### Exercise
Report only the number of lines in this material that include the string "message".

### Listed records
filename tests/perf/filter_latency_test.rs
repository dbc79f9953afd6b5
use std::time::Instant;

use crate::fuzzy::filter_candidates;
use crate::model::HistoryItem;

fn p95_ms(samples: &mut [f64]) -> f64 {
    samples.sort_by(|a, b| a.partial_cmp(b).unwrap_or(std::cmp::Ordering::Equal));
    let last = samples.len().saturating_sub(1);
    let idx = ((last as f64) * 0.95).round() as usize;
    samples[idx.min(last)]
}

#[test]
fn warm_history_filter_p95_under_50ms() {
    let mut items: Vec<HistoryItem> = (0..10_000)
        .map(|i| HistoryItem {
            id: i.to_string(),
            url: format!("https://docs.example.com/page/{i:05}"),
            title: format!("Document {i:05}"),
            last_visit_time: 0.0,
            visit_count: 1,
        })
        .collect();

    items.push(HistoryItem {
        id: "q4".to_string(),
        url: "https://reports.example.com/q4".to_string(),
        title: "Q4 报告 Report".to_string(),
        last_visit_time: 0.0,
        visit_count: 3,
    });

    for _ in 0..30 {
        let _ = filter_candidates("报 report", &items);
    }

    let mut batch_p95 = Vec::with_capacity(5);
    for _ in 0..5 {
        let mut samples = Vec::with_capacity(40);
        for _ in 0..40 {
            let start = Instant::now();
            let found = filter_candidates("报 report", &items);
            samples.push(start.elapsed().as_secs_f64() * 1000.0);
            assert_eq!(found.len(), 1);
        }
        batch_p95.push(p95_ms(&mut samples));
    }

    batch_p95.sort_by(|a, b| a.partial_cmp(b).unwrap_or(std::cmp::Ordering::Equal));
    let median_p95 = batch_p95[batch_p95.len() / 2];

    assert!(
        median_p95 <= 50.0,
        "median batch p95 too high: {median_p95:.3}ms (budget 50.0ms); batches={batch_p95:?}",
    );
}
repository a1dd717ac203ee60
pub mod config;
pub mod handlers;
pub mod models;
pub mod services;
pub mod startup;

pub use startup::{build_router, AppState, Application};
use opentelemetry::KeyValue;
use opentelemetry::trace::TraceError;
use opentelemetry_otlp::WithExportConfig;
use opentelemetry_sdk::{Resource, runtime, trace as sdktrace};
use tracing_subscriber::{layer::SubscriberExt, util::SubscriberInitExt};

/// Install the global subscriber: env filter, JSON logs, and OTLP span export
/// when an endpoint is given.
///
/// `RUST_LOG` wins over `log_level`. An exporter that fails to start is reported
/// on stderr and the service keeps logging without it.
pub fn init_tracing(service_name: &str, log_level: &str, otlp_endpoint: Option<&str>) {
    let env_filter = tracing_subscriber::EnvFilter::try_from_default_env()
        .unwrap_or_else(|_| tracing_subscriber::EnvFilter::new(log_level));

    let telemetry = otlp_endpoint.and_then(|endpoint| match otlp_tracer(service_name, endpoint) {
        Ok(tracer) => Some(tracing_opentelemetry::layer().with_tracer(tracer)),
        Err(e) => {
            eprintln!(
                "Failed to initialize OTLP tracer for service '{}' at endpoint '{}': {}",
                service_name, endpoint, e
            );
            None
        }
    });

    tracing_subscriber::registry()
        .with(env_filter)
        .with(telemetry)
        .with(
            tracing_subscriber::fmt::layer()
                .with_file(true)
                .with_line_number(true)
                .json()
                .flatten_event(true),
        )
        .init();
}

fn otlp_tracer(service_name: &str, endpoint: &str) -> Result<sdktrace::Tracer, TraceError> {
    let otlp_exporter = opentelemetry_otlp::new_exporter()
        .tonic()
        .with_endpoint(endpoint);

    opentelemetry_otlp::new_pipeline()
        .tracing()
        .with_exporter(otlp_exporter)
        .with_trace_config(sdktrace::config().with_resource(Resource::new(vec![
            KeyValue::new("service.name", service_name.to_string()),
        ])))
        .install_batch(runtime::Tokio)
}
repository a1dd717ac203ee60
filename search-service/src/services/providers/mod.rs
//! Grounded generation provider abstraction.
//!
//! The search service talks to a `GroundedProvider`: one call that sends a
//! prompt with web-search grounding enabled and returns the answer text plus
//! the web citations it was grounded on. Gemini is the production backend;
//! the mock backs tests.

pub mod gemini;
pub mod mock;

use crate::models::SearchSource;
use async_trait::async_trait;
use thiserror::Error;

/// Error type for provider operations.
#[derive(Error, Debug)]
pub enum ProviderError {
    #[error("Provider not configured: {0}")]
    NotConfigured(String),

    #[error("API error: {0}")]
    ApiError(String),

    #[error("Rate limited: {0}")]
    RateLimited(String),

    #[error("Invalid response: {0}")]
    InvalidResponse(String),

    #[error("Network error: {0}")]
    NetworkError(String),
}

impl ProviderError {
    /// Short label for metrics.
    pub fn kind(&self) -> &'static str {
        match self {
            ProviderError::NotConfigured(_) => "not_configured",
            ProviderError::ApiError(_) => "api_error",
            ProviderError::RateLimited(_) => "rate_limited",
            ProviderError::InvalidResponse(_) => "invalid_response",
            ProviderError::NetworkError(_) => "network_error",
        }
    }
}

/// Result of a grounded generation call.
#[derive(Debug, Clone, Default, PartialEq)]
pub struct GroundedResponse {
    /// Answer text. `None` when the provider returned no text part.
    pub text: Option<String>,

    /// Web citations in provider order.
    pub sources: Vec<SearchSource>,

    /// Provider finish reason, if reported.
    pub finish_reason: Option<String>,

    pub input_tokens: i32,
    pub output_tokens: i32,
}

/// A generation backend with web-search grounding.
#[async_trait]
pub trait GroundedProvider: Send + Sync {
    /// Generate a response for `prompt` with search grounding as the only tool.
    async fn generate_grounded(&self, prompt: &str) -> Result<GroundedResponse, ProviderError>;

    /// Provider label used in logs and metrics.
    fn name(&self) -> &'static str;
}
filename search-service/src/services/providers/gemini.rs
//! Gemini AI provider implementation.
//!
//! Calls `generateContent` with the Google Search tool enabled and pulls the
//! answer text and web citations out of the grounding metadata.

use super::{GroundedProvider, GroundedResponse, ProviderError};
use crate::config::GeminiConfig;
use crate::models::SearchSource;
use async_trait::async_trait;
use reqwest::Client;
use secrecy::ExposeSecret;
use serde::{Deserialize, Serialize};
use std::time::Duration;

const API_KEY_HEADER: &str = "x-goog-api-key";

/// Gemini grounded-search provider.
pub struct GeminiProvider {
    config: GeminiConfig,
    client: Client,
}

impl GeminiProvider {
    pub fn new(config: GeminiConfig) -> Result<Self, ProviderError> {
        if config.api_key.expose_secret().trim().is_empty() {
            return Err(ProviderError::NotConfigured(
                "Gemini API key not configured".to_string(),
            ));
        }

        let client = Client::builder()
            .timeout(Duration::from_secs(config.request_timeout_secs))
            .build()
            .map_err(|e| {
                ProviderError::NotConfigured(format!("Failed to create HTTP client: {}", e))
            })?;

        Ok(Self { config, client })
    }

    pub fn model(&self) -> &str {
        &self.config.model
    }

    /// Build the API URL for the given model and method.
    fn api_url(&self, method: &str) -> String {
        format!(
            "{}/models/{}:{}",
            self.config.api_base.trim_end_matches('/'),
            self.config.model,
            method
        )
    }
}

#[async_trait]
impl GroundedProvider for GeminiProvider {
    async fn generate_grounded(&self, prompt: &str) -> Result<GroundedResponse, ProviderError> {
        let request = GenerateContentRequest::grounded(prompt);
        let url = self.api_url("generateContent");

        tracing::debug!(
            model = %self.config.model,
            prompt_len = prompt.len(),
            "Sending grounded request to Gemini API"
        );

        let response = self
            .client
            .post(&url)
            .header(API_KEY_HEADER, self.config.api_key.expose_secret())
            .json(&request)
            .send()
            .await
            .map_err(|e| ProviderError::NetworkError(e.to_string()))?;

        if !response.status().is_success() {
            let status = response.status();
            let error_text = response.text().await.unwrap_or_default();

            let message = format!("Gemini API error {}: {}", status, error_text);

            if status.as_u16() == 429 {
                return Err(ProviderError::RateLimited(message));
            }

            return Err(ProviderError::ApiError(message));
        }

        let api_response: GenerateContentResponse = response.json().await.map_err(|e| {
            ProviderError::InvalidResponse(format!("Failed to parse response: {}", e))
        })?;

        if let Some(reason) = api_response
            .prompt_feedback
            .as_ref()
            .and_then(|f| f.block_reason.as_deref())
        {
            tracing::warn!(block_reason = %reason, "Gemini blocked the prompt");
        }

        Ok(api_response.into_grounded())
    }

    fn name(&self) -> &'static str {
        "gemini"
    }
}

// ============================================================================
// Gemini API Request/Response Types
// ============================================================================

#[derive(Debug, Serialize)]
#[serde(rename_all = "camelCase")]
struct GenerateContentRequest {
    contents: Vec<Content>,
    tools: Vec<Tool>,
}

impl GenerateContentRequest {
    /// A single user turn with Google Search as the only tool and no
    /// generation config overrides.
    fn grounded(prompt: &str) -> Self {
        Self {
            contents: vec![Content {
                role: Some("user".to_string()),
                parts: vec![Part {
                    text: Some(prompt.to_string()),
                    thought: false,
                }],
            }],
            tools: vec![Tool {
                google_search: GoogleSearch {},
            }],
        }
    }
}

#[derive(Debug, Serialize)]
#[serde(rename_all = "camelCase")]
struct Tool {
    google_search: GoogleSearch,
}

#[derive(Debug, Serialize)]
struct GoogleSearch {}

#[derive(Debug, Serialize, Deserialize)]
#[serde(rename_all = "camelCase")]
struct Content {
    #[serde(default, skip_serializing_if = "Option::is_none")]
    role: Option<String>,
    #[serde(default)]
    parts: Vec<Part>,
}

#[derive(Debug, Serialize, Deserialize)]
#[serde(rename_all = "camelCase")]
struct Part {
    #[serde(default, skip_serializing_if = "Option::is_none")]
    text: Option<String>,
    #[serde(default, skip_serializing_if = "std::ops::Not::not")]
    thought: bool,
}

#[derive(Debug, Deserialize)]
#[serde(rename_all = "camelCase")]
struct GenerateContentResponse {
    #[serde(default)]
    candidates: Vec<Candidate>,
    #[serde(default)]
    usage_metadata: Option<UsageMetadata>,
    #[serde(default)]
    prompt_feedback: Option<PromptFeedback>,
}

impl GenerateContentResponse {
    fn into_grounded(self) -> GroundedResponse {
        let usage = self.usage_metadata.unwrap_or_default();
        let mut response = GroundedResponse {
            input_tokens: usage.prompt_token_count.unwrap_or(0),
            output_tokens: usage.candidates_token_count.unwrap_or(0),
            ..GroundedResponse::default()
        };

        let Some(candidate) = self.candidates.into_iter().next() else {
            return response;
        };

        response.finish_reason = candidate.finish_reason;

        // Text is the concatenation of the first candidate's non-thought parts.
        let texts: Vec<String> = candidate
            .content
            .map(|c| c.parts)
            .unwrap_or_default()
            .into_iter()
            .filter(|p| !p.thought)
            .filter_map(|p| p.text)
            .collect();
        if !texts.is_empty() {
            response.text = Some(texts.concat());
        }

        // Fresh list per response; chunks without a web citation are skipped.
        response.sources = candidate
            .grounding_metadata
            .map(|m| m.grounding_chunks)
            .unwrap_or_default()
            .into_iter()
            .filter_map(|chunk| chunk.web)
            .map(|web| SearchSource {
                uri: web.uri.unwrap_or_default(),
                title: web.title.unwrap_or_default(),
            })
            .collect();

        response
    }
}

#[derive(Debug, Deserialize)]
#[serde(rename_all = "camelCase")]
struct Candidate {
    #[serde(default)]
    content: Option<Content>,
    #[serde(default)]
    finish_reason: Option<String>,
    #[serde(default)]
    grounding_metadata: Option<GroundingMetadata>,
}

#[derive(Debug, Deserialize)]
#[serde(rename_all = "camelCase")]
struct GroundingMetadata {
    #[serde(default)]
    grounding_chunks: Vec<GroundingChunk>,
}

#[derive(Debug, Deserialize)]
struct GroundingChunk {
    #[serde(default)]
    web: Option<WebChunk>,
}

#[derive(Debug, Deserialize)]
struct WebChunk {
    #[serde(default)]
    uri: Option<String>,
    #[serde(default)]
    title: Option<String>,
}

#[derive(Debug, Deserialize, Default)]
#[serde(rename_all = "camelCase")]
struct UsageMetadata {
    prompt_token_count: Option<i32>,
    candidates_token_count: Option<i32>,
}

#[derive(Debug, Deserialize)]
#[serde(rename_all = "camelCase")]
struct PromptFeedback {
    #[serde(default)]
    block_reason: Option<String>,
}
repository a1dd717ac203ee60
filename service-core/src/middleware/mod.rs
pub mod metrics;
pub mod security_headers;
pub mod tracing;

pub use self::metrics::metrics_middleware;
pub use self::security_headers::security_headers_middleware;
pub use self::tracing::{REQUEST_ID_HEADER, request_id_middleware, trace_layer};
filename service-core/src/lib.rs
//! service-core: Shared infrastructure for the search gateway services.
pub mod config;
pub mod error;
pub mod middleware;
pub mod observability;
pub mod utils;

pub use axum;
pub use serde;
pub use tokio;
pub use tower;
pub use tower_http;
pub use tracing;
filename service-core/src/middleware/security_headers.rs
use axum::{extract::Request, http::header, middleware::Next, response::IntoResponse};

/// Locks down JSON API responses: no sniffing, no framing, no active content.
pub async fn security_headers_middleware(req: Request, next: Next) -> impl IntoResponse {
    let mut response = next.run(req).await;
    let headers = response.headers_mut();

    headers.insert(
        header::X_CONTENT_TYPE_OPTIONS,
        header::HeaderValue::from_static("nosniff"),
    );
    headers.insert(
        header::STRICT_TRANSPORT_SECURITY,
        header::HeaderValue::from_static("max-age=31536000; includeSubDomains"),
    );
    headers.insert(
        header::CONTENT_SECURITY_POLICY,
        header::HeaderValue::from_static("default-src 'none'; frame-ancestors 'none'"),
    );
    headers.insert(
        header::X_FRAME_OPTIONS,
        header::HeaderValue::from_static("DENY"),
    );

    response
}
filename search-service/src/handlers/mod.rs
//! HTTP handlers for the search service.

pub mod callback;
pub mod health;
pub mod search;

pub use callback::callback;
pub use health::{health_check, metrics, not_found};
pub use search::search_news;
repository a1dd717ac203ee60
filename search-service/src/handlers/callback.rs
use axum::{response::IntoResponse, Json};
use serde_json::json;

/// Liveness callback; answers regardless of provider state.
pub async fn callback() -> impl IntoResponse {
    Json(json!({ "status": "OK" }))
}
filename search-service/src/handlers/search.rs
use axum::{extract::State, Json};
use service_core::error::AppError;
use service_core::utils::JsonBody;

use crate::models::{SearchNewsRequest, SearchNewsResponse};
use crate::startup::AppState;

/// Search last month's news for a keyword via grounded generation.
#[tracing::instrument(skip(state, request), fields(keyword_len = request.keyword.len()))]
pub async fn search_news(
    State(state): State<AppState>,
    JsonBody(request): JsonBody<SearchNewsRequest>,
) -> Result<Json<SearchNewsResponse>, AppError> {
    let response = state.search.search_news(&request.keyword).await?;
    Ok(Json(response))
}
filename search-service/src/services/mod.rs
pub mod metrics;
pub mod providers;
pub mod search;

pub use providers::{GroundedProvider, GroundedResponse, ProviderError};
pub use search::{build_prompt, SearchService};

### Finished exercise
3